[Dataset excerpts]
----

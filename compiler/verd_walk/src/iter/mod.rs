//! The diagnostic enumerator.

use std::iter::FusedIterator;

use smallvec::SmallVec;
use tracing::trace;

use crate::element::{GreenElement, NodeShape};

/// Frames kept inline before the walk stack spills to the heap.
///
/// Once clean subtrees are pruned, diagnostic-bearing paths are shallow.
pub const INITIAL_STACK_DEPTH: usize = 8;

/// Lifecycle of a [`DiagnosticIter`].
///
/// `Unstarted -> Yielding -> Exhausted`. `Exhausted` is terminal.
#[derive(Copy, Clone, Eq, PartialEq, Hash, Debug)]
pub enum WalkState {
    /// Constructed over a dirty root, `move_next` not yet called.
    Unstarted,
    /// The last `move_next` returned `true`; `current` is valid.
    Yielding,
    /// No diagnostics remain. Every further `move_next` returns `false`.
    Exhausted,
}

/// One suspended node on the walk stack.
struct Frame<'a, N> {
    node: &'a N,
    /// Index of the next local diagnostic to yield.
    next_diagnostic: usize,
    /// Index of the next slot to consider for descent.
    next_slot: usize,
}

impl<'a, N> Frame<'a, N> {
    #[inline]
    fn new(node: &'a N) -> Self {
        Frame {
            node,
            next_diagnostic: 0,
            next_slot: 0,
        }
    }
}

/// Lazy pre-order enumerator over every diagnostic under a root.
///
/// Use either the explicit protocol:
///
/// ```text
/// let mut walk = DiagnosticIter::new(Some(&root));
/// while walk.move_next() {
///     let diagnostic = walk.current();
/// }
/// ```
///
/// or the [`Iterator`] impl, which is built on `move_next`.
///
/// The enumerator borrows the tree and owns only its frame stack. It is
/// not meant to be shared between threads; separate enumerators over the
/// same tree are independent.
pub struct DiagnosticIter<'a, N: GreenElement> {
    stack: SmallVec<[Frame<'a, N>; INITIAL_STACK_DEPTH]>,
    current: Option<&'a N::Diagnostic>,
    state: WalkState,
    max_depth: usize,
}

impl<'a, N: GreenElement> DiagnosticIter<'a, N> {
    /// Start a walk at `root`.
    ///
    /// An absent root, or one whose subtree carries no diagnostics, yields
    /// an enumerator that is already exhausted and has pushed nothing.
    pub fn new(root: Option<&'a N>) -> Self {
        let mut walk = DiagnosticIter {
            stack: SmallVec::new(),
            current: None,
            state: WalkState::Exhausted,
            max_depth: 0,
        };
        if let Some(root) = root.filter(|root| root.contains_diagnostics()) {
            walk.state = WalkState::Unstarted;
            walk.push_node_or_token(root);
        }
        walk
    }

    /// Advance to the next diagnostic. Returns `false` once none remain,
    /// and on every call after that.
    pub fn move_next(&mut self) -> bool {
        while let Some(frame) = self.stack.last_mut() {
            let node = frame.node;

            // Local diagnostics first.
            if let Some(diagnostic) = node.diagnostics().get(frame.next_diagnostic) {
                frame.next_diagnostic += 1;
                self.current = Some(diagnostic);
                self.state = WalkState::Yielding;
                return true;
            }

            match next_dirty_slot(node, frame.next_slot) {
                Some((index, child)) => {
                    frame.next_slot = index + 1;
                    self.push_node_or_token(child);
                }
                None => {
                    self.stack.pop();
                }
            }
        }

        self.current = None;
        self.state = WalkState::Exhausted;
        false
    }

    /// The diagnostic reached by the last successful [`move_next`].
    ///
    /// Only meaningful in [`WalkState::Yielding`]. Reading it in any other
    /// state is a protocol error: debug builds panic, release builds get
    /// `None`.
    ///
    /// [`move_next`]: DiagnosticIter::move_next
    pub fn current(&self) -> Option<&'a N::Diagnostic> {
        debug_assert!(
            self.state == WalkState::Yielding,
            "DiagnosticIter::current() read while {:?}",
            self.state
        );
        self.current
    }

    /// Where the enumerator is in its lifecycle.
    #[inline]
    pub fn state(&self) -> WalkState {
        self.state
    }

    /// Frames the stack can hold before it next grows.
    #[inline]
    pub fn stack_capacity(&self) -> usize {
        self.stack.capacity()
    }

    /// Deepest the frame stack has been so far.
    #[inline]
    pub fn max_depth(&self) -> usize {
        self.max_depth
    }

    fn push_node_or_token(&mut self, node: &'a N) {
        match node.shape() {
            NodeShape::Node => self.push(node),
            NodeShape::Token { leading, trailing } => {
                // LIFO: trailing goes in first so leading comes out first.
                if let Some(trailing) = trailing.filter(|t| t.contains_diagnostics()) {
                    self.push(trailing);
                }
                self.push(node);
                if let Some(leading) = leading.filter(|l| l.contains_diagnostics()) {
                    self.push(leading);
                }
            }
        }
    }

    fn push(&mut self, node: &'a N) {
        if self.stack.len() == self.stack.capacity() {
            let capacity = self.stack.capacity();
            self.stack.reserve_exact(capacity);
            trace!(
                from = capacity,
                to = self.stack.capacity(),
                "diagnostic walk stack grew"
            );
        }
        self.stack.push(Frame::new(node));
        self.max_depth = self.max_depth.max(self.stack.len());
    }
}

/// First slot at or after `from` that is present and dirty.
#[inline]
fn next_dirty_slot<N: GreenElement>(node: &N, from: usize) -> Option<(usize, &N)> {
    (from..node.slot_count()).find_map(|index| {
        node.slot(index)
            .filter(|child| child.contains_diagnostics())
            .map(|child| (index, child))
    })
}

impl<'a, N: GreenElement> Iterator for DiagnosticIter<'a, N> {
    type Item = &'a N::Diagnostic;

    #[inline]
    fn next(&mut self) -> Option<Self::Item> {
        if self.move_next() {
            self.current
        } else {
            None
        }
    }
}

impl<N: GreenElement> FusedIterator for DiagnosticIter<'_, N> {}
//! Restartable view over the diagnostics of a subtree.

use crate::element::GreenElement;
use crate::iter::DiagnosticIter;

/// All diagnostics under a root, as a lazy, restartable sequence.
///
/// Holds only the root reference. Each [`iter`](DiagnosticList::iter)
/// starts a fresh walk; nothing is collected.
pub struct DiagnosticList<'a, N> {
    root: Option<&'a N>,
}

impl<N> Clone for DiagnosticList<'_, N> {
    fn clone(&self) -> Self {
        *self
    }
}

impl<N> Copy for DiagnosticList<'_, N> {}

impl<'a, N: GreenElement> DiagnosticList<'a, N> {
    /// View over an optional root. `None` is an empty list.
    #[inline]
    pub fn new(root: Option<&'a N>) -> Self {
        DiagnosticList { root }
    }

    /// View over `root`.
    #[inline]
    pub fn of(root: &'a N) -> Self {
        DiagnosticList { root: Some(root) }
    }

    /// O(1): answered by the root's summary bit.
    #[inline]
    pub fn is_empty(&self) -> bool {
        !self.root.is_some_and(GreenElement::contains_diagnostics)
    }

    /// Start a fresh walk.
    #[inline]
    pub fn iter(&self) -> DiagnosticIter<'a, N> {
        DiagnosticIter::new(self.root)
    }

    /// Whether any diagnostic satisfies `predicate`.
    ///
    /// Stops at the first match; the rest of the tree is never touched.
    pub fn any(&self, mut predicate: impl FnMut(&N::Diagnostic) -> bool) -> bool {
        let mut walk = self.iter();
        while walk.move_next() {
            if walk.current().is_some_and(&mut predicate) {
                return true;
            }
        }
        false
    }

    /// Number of diagnostics satisfying `predicate`.
    pub fn count_matching(&self, mut predicate: impl FnMut(&N::Diagnostic) -> bool) -> usize {
        let mut walk = self.iter();
        let mut count = 0;
        while walk.move_next() {
            if walk.current().is_some_and(&mut predicate) {
                count += 1;
            }
        }
        count
    }
}

impl<'a, N: GreenElement> IntoIterator for DiagnosticList<'a, N> {
    type Item = &'a N::Diagnostic;
    type IntoIter = DiagnosticIter<'a, N>;

    fn into_iter(self) -> Self::IntoIter {
        self.iter()
    }
}

impl<'a, N: GreenElement> IntoIterator for &DiagnosticList<'a, N> {
    type Item = &'a N::Diagnostic;
    type IntoIter = DiagnosticIter<'a, N>;

    fn into_iter(self) -> Self::IntoIter {
        self.iter()
    }
}
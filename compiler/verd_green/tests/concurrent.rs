//! Independent walks over one shared tree from many threads.

use std::sync::Arc;

use pretty_assertions::assert_eq;
use rayon::prelude::*;
use verd_green::{DiagnosticInfo, ErrorCode, GreenNode, SyntaxKind};

fn statement(index: u32) -> Arc<GreenNode> {
    let name = GreenNode::token(SyntaxKind::Ident, "x");
    let name = if index % 7 == 0 {
        name.with_diagnostics([DiagnosticInfo::error(ErrorCode::E1004).at(index, 1)])
    } else {
        name
    };
    let semicolon = if index % 5 == 0 {
        GreenNode::missing_token(SyntaxKind::Semicolon)
            .with_diagnostics([DiagnosticInfo::warning(ErrorCode::W1001).at(index, 0)])
    } else {
        GreenNode::token(SyntaxKind::Semicolon, ";")
    };
    Arc::new(GreenNode::branch(
        SyntaxKind::ExprStmt,
        [Some(Arc::new(name)), Some(Arc::new(semicolon))],
    ))
}

#[test]
fn test_parallel_walks_agree() {
    let root = GreenNode::branch(SyntaxKind::Block, (0..2_000).map(|i| Some(statement(i))));

    let sequential: Vec<DiagnosticInfo> = root.all_diagnostics().iter().cloned().collect();
    assert!(!sequential.is_empty());

    let walks: Vec<Vec<DiagnosticInfo>> = (0..16)
        .into_par_iter()
        .map(|_| root.all_diagnostics().iter().cloned().collect())
        .collect();

    for walk in walks {
        assert_eq!(walk, sequential);
    }
}

#[test]
fn test_parallel_search() {
    let roots: Vec<GreenNode> = (0..64)
        .map(|seed| GreenNode::branch(SyntaxKind::Block, (seed..seed + 5).map(|i| Some(statement(i)))))
        .collect();

    let with_errors = roots.par_iter().filter(|root| root.has_errors()).count();
    let expected = roots
        .iter()
        .filter(|root| root.all_diagnostics().any(DiagnosticInfo::is_error))
        .count();
    assert_eq!(with_errors, expected);
}
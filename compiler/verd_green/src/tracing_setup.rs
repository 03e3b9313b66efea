//! Opt-in log output for tree building and diagnostic walks.

use std::sync::Once;

static TRACING_INIT: Once = Once::new();

/// Install a `tracing` subscriber, once per process.
///
/// Does nothing unless `RUST_LOG` is set, e.g.
/// `RUST_LOG=verd_walk=trace,verd_green=debug`. If another subscriber is
/// already installed, that one is kept.
pub fn init_tracing() {
    TRACING_INIT.call_once(|| {
        use tracing_subscriber::{fmt, prelude::*, EnvFilter};

        if std::env::var("RUST_LOG").is_ok() {
            let filter = EnvFilter::from_default_env();
            let _ = tracing_subscriber::registry()
                .with(fmt::layer().with_target(true).with_level(true))
                .with(filter)
                .try_init();
        }
    });
}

----

## [TASK DETAILS]
Only the lines that contain the string "prelude" are to be copied from the records.

## [SOLUTION FOR THIS PROBLEM]
use rayon::prelude::*;
        use tracing_subscriber::{fmt, prelude::*, EnvFilter};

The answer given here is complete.